*** THE DATA ***

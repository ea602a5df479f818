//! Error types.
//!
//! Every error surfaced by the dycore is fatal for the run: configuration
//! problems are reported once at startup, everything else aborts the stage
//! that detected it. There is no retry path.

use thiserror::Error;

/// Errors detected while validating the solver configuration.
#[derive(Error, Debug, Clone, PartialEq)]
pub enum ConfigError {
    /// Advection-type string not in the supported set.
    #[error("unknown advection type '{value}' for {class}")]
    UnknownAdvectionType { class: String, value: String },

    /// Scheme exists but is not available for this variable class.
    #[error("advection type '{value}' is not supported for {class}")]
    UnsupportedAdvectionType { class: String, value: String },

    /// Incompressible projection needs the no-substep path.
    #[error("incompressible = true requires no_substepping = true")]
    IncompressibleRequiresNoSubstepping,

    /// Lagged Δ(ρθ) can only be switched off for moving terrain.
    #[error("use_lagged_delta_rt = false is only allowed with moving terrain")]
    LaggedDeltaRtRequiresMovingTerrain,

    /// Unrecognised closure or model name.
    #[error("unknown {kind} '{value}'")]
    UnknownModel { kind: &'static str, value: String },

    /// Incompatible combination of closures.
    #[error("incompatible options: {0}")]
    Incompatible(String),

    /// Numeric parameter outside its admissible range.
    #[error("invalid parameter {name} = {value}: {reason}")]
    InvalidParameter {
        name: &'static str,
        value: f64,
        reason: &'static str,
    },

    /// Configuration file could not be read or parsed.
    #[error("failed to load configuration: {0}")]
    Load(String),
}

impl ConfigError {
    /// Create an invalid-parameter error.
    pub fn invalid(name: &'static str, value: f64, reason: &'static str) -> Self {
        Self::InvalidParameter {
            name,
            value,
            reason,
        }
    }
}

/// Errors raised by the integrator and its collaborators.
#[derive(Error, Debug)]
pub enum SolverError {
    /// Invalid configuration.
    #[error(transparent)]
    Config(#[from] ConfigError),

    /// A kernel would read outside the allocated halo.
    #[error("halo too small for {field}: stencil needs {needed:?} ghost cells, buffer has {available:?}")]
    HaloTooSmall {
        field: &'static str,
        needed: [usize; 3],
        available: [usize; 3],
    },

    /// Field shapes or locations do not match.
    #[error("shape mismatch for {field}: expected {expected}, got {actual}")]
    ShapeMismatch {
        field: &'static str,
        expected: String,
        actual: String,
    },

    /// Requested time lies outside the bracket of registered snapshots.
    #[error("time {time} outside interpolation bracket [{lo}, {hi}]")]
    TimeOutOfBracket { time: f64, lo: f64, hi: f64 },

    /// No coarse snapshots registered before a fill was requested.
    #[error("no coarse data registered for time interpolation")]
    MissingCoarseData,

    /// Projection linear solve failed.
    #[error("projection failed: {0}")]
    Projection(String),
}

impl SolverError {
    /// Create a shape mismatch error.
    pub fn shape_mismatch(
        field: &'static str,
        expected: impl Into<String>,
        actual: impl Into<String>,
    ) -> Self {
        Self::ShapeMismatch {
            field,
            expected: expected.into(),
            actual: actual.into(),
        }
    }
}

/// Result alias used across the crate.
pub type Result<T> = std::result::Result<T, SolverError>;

*** End of THE DATA ***
*** THE DATA ***

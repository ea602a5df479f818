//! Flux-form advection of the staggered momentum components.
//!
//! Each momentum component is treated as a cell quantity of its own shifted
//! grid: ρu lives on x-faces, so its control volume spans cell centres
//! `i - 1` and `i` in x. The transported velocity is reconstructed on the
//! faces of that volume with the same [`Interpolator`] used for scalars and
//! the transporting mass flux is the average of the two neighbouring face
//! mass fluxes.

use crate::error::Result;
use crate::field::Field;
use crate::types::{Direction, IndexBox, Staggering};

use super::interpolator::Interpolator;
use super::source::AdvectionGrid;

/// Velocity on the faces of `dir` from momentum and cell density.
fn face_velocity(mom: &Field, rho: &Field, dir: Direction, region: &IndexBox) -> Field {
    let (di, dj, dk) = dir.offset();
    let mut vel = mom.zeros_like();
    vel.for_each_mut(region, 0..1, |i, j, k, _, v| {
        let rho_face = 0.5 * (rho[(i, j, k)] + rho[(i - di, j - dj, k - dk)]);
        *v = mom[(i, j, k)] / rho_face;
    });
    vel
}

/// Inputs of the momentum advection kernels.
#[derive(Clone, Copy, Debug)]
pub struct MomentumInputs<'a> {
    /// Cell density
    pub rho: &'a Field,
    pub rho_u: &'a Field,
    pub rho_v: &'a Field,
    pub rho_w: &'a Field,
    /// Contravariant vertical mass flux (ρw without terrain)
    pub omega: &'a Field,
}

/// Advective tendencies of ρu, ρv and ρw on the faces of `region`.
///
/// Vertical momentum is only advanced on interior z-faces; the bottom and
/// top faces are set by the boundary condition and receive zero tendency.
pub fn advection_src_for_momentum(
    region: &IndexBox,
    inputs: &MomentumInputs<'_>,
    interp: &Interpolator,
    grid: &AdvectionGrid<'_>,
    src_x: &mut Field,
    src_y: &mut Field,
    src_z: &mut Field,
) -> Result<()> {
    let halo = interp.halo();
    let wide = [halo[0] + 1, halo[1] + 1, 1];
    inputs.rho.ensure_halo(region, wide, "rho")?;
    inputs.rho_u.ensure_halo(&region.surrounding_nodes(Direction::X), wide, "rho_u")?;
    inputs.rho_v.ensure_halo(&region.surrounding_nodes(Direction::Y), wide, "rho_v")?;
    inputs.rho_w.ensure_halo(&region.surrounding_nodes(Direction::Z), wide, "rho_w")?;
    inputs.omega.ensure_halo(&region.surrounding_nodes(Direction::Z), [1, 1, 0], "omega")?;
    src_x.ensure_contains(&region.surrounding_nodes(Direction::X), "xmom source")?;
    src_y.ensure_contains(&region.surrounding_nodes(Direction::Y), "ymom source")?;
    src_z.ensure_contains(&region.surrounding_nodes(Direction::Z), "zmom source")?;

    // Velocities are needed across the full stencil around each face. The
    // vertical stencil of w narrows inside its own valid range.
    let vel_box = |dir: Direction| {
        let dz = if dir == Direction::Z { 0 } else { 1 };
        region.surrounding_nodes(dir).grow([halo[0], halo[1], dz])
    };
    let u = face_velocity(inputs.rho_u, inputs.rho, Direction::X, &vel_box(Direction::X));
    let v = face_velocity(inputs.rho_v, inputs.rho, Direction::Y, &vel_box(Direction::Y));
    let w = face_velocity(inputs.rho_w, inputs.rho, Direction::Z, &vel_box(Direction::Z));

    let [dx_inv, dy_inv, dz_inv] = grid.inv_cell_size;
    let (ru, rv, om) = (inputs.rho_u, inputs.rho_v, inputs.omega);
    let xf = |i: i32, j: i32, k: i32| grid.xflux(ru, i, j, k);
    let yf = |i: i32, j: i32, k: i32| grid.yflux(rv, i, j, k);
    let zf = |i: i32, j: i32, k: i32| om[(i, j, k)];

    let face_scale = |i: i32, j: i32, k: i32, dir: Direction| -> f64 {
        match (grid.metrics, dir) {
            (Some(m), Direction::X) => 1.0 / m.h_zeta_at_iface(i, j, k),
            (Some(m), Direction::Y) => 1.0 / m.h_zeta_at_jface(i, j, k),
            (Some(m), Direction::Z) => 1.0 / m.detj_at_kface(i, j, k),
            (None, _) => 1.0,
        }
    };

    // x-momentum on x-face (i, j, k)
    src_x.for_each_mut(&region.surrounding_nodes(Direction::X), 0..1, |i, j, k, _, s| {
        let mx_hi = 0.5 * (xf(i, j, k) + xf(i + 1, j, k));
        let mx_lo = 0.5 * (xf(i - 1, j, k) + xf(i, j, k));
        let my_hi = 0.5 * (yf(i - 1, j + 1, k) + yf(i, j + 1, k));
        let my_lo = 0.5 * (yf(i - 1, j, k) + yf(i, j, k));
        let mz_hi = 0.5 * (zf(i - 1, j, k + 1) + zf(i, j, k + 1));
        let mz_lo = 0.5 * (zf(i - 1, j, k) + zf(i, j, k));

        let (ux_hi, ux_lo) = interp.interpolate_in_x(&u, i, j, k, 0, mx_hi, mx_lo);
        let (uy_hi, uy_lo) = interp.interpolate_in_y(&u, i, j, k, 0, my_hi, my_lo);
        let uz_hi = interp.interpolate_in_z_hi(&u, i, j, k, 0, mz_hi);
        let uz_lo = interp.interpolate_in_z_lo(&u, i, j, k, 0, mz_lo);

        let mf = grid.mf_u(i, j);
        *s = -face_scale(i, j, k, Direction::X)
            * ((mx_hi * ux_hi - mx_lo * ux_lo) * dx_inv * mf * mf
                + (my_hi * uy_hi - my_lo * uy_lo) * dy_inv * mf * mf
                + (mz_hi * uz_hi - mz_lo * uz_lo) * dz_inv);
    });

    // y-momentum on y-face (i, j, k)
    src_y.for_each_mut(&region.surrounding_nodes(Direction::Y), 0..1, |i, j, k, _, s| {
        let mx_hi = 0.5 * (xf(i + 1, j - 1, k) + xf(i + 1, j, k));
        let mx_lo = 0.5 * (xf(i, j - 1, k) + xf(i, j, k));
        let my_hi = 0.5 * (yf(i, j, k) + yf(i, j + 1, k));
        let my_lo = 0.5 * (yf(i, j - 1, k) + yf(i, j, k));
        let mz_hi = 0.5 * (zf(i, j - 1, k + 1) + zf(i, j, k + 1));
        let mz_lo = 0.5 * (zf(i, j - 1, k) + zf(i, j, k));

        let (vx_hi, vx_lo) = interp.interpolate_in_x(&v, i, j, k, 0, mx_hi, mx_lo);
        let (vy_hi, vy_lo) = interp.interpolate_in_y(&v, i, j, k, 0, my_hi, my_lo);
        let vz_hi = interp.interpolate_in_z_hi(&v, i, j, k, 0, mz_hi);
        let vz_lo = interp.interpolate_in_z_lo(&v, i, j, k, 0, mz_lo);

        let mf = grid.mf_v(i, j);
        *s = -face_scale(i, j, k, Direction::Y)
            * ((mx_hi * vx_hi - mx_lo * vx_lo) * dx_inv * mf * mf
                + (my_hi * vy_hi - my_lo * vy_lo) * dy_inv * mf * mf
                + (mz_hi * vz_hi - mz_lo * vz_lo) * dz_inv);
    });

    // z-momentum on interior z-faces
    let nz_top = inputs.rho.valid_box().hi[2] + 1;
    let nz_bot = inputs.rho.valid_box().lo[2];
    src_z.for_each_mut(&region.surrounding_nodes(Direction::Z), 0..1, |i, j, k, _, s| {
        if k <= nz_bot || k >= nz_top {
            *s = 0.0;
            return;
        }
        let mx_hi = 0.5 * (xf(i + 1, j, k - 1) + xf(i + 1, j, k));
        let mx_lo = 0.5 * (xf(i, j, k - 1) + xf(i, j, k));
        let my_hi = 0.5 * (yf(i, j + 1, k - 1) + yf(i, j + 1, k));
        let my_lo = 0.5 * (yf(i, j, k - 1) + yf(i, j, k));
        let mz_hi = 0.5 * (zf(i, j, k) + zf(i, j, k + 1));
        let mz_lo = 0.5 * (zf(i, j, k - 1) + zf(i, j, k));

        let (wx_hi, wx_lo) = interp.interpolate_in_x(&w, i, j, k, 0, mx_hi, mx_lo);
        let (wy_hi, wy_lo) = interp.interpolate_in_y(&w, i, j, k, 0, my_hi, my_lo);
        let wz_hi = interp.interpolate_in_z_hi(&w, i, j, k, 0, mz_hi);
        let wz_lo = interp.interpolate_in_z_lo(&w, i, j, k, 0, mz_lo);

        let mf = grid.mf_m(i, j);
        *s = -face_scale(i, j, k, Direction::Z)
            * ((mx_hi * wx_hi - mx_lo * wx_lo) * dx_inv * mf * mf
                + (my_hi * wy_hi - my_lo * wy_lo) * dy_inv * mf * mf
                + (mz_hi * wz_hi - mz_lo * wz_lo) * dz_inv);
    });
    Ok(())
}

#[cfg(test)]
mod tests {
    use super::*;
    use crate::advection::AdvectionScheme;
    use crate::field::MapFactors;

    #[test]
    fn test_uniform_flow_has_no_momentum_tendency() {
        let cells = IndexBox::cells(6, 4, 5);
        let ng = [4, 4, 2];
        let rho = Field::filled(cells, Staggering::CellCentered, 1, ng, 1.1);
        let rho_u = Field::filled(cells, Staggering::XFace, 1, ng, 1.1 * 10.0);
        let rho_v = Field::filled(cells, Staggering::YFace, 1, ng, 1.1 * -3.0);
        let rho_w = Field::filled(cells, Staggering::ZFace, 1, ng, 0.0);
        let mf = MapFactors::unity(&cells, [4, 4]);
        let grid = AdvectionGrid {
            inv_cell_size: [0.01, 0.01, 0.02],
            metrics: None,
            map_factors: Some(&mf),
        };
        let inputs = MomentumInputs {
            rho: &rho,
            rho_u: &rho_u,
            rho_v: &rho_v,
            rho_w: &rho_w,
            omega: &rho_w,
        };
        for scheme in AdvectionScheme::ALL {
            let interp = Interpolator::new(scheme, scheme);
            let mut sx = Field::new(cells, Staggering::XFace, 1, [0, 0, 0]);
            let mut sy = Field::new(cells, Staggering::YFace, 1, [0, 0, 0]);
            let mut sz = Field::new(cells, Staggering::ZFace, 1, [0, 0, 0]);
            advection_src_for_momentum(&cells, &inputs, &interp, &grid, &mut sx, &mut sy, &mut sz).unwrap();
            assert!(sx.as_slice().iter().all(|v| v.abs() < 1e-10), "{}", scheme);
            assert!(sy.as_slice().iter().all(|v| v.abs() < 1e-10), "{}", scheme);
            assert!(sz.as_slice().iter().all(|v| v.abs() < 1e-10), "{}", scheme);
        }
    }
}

*** End of THE DATA ***

§ TASK DESCRIPTION
From the line containing "uy_lo) * dy_inv * mf * mf" down to the line containing "j, k, Direction::Y)" in the material above, reproduce every line exactly, including the two end lines.

§ COMPLETED TASK
                + (my_hi * uy_hi - my_lo * uy_lo) * dy_inv * mf * mf
                + (mz_hi * uz_hi - mz_lo * uz_lo) * dz_inv);
    });

    // y-momentum on y-face (i, j, k)
    src_y.for_each_mut(&region.surrounding_nodes(Direction::Y), 0..1, |i, j, k, _, s| {
        let mx_hi = 0.5 * (xf(i + 1, j - 1, k) + xf(i + 1, j, k));
        let mx_lo = 0.5 * (xf(i, j - 1, k) + xf(i, j, k));
        let my_hi = 0.5 * (yf(i, j, k) + yf(i, j + 1, k));
        let my_lo = 0.5 * (yf(i, j - 1, k) + yf(i, j, k));
        let mz_hi = 0.5 * (zf(i, j - 1, k + 1) + zf(i, j, k + 1));
        let mz_lo = 0.5 * (zf(i, j - 1, k) + zf(i, j, k));

        let (vx_hi, vx_lo) = interp.interpolate_in_x(&v, i, j, k, 0, mx_hi, mx_lo);
        let (vy_hi, vy_lo) = interp.interpolate_in_y(&v, i, j, k, 0, my_hi, my_lo);
        let vz_hi = interp.interpolate_in_z_hi(&v, i, j, k, 0, mz_hi);
        let vz_lo = interp.interpolate_in_z_lo(&v, i, j, k, 0, mz_lo);

        let mf = grid.mf_v(i, j);
        *s = -face_scale(i, j, k, Direction::Y)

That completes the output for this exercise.